EXERCISE: From the first line to the last, retype the data below exactly.

______

//! Core types for declarative resource management

use serde::{Deserialize, Serialize};
use std::fmt;

/// Current or desired state of a resource
#[derive(Debug, Clone, Copy, PartialEq, Eq, Serialize, Deserialize)]
#[serde(rename_all = "lowercase")]
pub enum ResourceState {
    /// Resource exists
    Present,
    /// Resource does not exist
    Absent,
}

impl ResourceState {
    /// Check if state represents presence
    pub fn is_present(&self) -> bool {
        matches!(self, Self::Present)
    }

    /// Check if state represents absence
    pub fn is_absent(&self) -> bool {
        matches!(self, Self::Absent)
    }
}

impl fmt::Display for ResourceState {
    fn fmt(&self, f: &mut fmt::Formatter<'_>) -> fmt::Result {
        match self {
            Self::Present => write!(f, "present"),
            Self::Absent => write!(f, "absent"),
        }
    }
}

/// Result of applying a resource
#[derive(Debug, Clone, PartialEq, Eq, Serialize, Deserialize)]
pub enum ApplyResult {
    /// No changes needed
    NoChange,
    /// Resource was created
    Created,
    /// Resource was removed
    Removed,
    /// Apply failed
    Failed { error: String },
    /// Apply was skipped
    Skipped { reason: String },
}

impl ApplyResult {
    /// Check if the result represents success (no failure)
    pub fn is_success(&self) -> bool {
        !matches!(self, Self::Failed { .. })
    }

    /// Check if the result represents a change
    pub fn is_change(&self) -> bool {
        matches!(self, Self::Created | Self::Removed)
    }
}

/// Summary of execution results
#[derive(Debug, Clone, Default, PartialEq, Eq, Serialize, Deserialize)]
pub struct ExecuteSummary {
    pub created: usize,
    pub removed: usize,
    pub skipped: usize,
    pub failed: usize,
    pub no_change: usize,
}

impl ExecuteSummary {
    /// Total number of actual changes made
    pub fn total_changes(&self) -> usize {
        self.created + self.removed
    }

    /// Check if execution was fully successful (no failures)
    pub fn is_success(&self) -> bool {
        self.failed == 0
    }

    /// Total number of resources processed
    pub fn total(&self) -> usize {
        self.created + self.removed + self.skipped + self.failed + self.no_change
    }

    /// Add a result to the summary
    pub fn add_result(&mut self, result: &ApplyResult) {
        match result {
            ApplyResult::NoChange => self.no_change += 1,
            ApplyResult::Created => self.created += 1,
            ApplyResult::Removed => self.removed += 1,
            ApplyResult::Failed { .. } => self.failed += 1,
            ApplyResult::Skipped { .. } => self.skipped += 1,
        }
    }
}

/// Options for execution
#[derive(Debug, Clone, Default)]
pub struct ExecuteOptions {
    /// Don't make changes, just show what would happen
    pub dry_run: bool,
}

______

PROBLEM SOLUTION:
//! Core types for declarative resource management

use serde::{Deserialize, Serialize};
use std::fmt;

/// Current or desired state of a resource
#[derive(Debug, Clone, Copy, PartialEq, Eq, Serialize, Deserialize)]
#[serde(rename_all = "lowercase")]
pub enum ResourceState {
    /// Resource exists
    Present,
    /// Resource does not exist
    Absent,
}

impl ResourceState {
    /// Check if state represents presence
    pub fn is_present(&self) -> bool {
        matches!(self, Self::Present)
    }

    /// Check if state represents absence
    pub fn is_absent(&self) -> bool {
        matches!(self, Self::Absent)
    }
}

impl fmt::Display for ResourceState {
    fn fmt(&self, f: &mut fmt::Formatter<'_>) -> fmt::Result {
        match self {
            Self::Present => write!(f, "present"),
            Self::Absent => write!(f, "absent"),
        }
    }
}

/// Result of applying a resource
#[derive(Debug, Clone, PartialEq, Eq, Serialize, Deserialize)]
pub enum ApplyResult {
    /// No changes needed
    NoChange,
    /// Resource was created
    Created,
    /// Resource was removed
    Removed,
    /// Apply failed
    Failed { error: String },
    /// Apply was skipped
    Skipped { reason: String },
}

impl ApplyResult {
    /// Check if the result represents success (no failure)
    pub fn is_success(&self) -> bool {
        !matches!(self, Self::Failed { .. })
    }

    /// Check if the result represents a change
    pub fn is_change(&self) -> bool {
        matches!(self, Self::Created | Self::Removed)
    }
}

/// Summary of execution results
#[derive(Debug, Clone, Default, PartialEq, Eq, Serialize, Deserialize)]
pub struct ExecuteSummary {
    pub created: usize,
    pub removed: usize,
    pub skipped: usize,
    pub failed: usize,
    pub no_change: usize,
}

impl ExecuteSummary {
    /// Total number of actual changes made
    pub fn total_changes(&self) -> usize {
        self.created + self.removed
    }

    /// Check if execution was fully successful (no failures)
    pub fn is_success(&self) -> bool {
        self.failed == 0
    }

    /// Total number of resources processed
    pub fn total(&self) -> usize {
        self.created + self.removed + self.skipped + self.failed + self.no_change
    }

    /// Add a result to the summary
    pub fn add_result(&mut self, result: &ApplyResult) {
        match result {
            ApplyResult::NoChange => self.no_change += 1,
            ApplyResult::Created => self.created += 1,
            ApplyResult::Removed => self.removed += 1,
            ApplyResult::Failed { .. } => self.failed += 1,
            ApplyResult::Skipped { .. } => self.skipped += 1,
        }
    }
}

/// Options for execution
#[derive(Debug, Clone, Default)]
pub struct ExecuteOptions {
    /// Don't make changes, just show what would happen
    pub dry_run: bool,
}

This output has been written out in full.